Ruth looks healthy and is moving around well, this is her spontaneously running to me this morning, I didn’t call her to get her to run just for a photo. She is producing milk and tending to the puppies as she should be.

Ruth is looking healthy as a mama

So there are two girls and a boy. At this time, all are spoken for. I have decided that I’ve had enough stress with the move, the holidays and having a one year-old pup Sally that I am going to hold off on keeping a puppy myself (so they will all go to owners on my reservation list). Obi and Ruth are young enough to breed again and we’ll be making sure (as much as we possibly can) that we control the environment for potential hazards such as: hold off of flea/tick medication during breeding and gestation (even though the packaging says it is safe) and making sure our immediate neighbors aren’t setting out bait poison for raccoons or poisoning mice without us knowing.

The reality is that we may never know what caused the angel puppies (but obviously I’ll let you know if I find something out). So we’ll just keep trying and praying and hoping for the best.

“Find us ready, Lord, not standing still/find us working and loving and doing your will/find us ready Lord, faithful in love/building the kingdom both here and above/building the kingdom with mercy and love.” – “Find Us Ready”, a newer Catholic hymn by Tom Booth

I will be back on Sunday with the One Week Old pupdate!

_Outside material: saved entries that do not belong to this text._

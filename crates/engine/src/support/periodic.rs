// SPDX-License-Identifier: BUSL-1.1
// Copyright (c) 2026 Alfred Jean LLC

//! Periodic log throttler, ported from `LogPeriodic_t` in the original
//! `lomcommon/helper.go`: a named entry is logged at most once per period
//! by a single cooperative worker that recomputes its next wake-up as the
//! minimum next-due time across all entries.

use std::collections::HashMap;
use std::time::{Duration, Instant};

use tokio::sync::mpsc;
use tokio_util::sync::CancellationToken;

use super::logging::{self, Level};

/// Lower bound for a periodic log's period, unless overridden by config.
pub const DEFAULT_MIN_PERIOD_SECS: u64 = 15;

/// An entry submitted by a caller wanting a message logged at most once per
/// `period`.
#[derive(Debug, Clone)]
pub struct LogPeriodicEntry {
    pub id: String,
    pub message: String,
    pub level: Level,
    pub period: Duration,
}

enum Command {
    Upsert(LogPeriodicEntry),
    Drop(String),
}

struct Armed {
    entry: LogPeriodicEntry,
    due: Instant,
    index: u64,
}

/// Handle to the periodic-log worker. Cloning shares the same worker.
#[derive(Clone)]
pub struct PeriodicLogThrottler {
    tx: mpsc::UnboundedSender<Command>,
    min_period: Duration,
}

impl PeriodicLogThrottler {
    /// Spawn the worker task. `min_period` is the floor below which
    /// [`Self::add`] rejects an entry — normally the config manager's
    /// `MIN_PERIODIC_LOG_PERIOD_SECS`.
    pub fn spawn(min_period: Duration, abort: CancellationToken) -> Self {
        let (tx, rx) = mpsc::unbounded_channel();
        tokio::spawn(Self::run(rx, abort));
        Self { tx, min_period }
    }

    /// Submit (or update) an entry. Rejects an empty id, empty message, or a
    /// period below the configured minimum.
    pub fn add(&self, entry: LogPeriodicEntry) -> Result<(), String> {
        if entry.id.is_empty() || entry.message.is_empty() {
            return Err(logging::log_error("LogPeriodicEntry ID or message is empty"));
        }
        if entry.period < self.min_period {
            return Err(logging::log_error(format!(
                "LogPeriodicEntry Period({:?}) < min({:?})",
                entry.period, self.min_period
            )));
        }
        let _ = self.tx.send(Command::Upsert(entry));
        Ok(())
    }

    /// Remove a previously-added entry. A no-op for an empty id.
    pub fn drop_entry(&self, id: &str) {
        if !id.is_empty() {
            let _ = self.tx.send(Command::Drop(id.to_owned()));
        }
    }

    async fn run(mut rx: mpsc::UnboundedReceiver<Command>, abort: CancellationToken) {
        let mut entries: HashMap<String, Armed> = HashMap::new();
        let a_day = Duration::from_secs(24 * 60 * 60);
        let mut sleep_for = a_day;

        loop {
            tokio::select! {
                _ = abort.cancelled() => {
                    logging::log_debug("Terminating LogPeriodic upon explicit abort");
                    return;
                }
                cmd = rx.recv() => {
                    match cmd {
                        Some(Command::Upsert(entry)) => {
                            entries.insert(
                                entry.id.clone(),
                                Armed { entry, due: Instant::now(), index: 0 },
                            );
                        }
                        Some(Command::Drop(id)) => {
                            entries.remove(&id);
                        }
                        None => return,
                    }
                }
                _ = tokio::time::sleep(sleep_for) => {
                    Self::fire_due(&mut entries);
                }
            }

            sleep_for = Self::next_wake(&entries, a_day);
        }
    }

    fn fire_due(entries: &mut HashMap<String, Armed>) {
        let now = Instant::now();
        for armed in entries.values_mut() {
            if armed.due <= now {
                logging::log_message(
                    armed.entry.level,
                    &format!("periodic:{} ({})", armed.index, armed.entry.message),
                );
                armed.due = now + armed.entry.period;
                armed.index += 1;
            }
        }
    }

    fn next_wake(entries: &HashMap<String, Armed>, idle: Duration) -> Duration {
        let now = Instant::now();
        entries
            .values()
            .map(|a| a.due.saturating_duration_since(now))
            .min()
            .unwrap_or(idle)
    }
}

#[cfg(test)]
#[path = "periodic_tests.rs"]
mod tests;
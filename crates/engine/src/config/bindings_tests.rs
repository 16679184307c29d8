// SPDX-License-Identifier: BUSL-1.1
// Copyright (c) 2026 Alfred Jean LLC

use super::*;

#[test]
fn anchor_action_is_the_index_zero_step() {
    let binding = BindingSequence {
        name: "bind-0".into(),
        timeout: Duration::from_secs(2),
        priority: 0,
        actions: vec![
            BindingAction {
                name: "Detect-0".into(),
                mandatory: true,
                timeout_override: None,
                sequence_index: 0,
            },
            BindingAction {
                name: "Safety-chk-0".into(),
                mandatory: true,
                timeout_override: Some(Duration::from_secs(1)),
                sequence_index: 1,
            },
        ],
    };
    assert_eq!(binding.anchor_action(), Some("Detect-0"));
}

#[test]
fn anchor_action_is_none_for_an_empty_action_list() {
    let binding = BindingSequence {
        name: "empty".into(),
        timeout: Duration::from_secs(1),
        priority: 0,
        actions: vec![],
    };
    assert_eq!(binding.anchor_action(), None);
}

Sally’s first wild bird retrieve

Sally brought this woodcock to Charles on Friday

Charles had the day off on Friday and took Sally back out by herself for some South Carolina woodcock. They got into a few more and connected with this one. The first one a week or so ago, Sally found it and just stood there sniffing it, not sure what to do. This time, she picked it up and brought it to Charles. The retrieve in the field is usually the last basic hunting skill that they pick up. Birds are stinky and sharing is not a natural instinct. It takes lots of training and practice to get to this point where they bring the bird back to you. Sally is Ruth’s full sister from Chief and Fire’s litter last year (both Chief and Fire are retired from breeding now). This picture is another great reminder of what this is all about.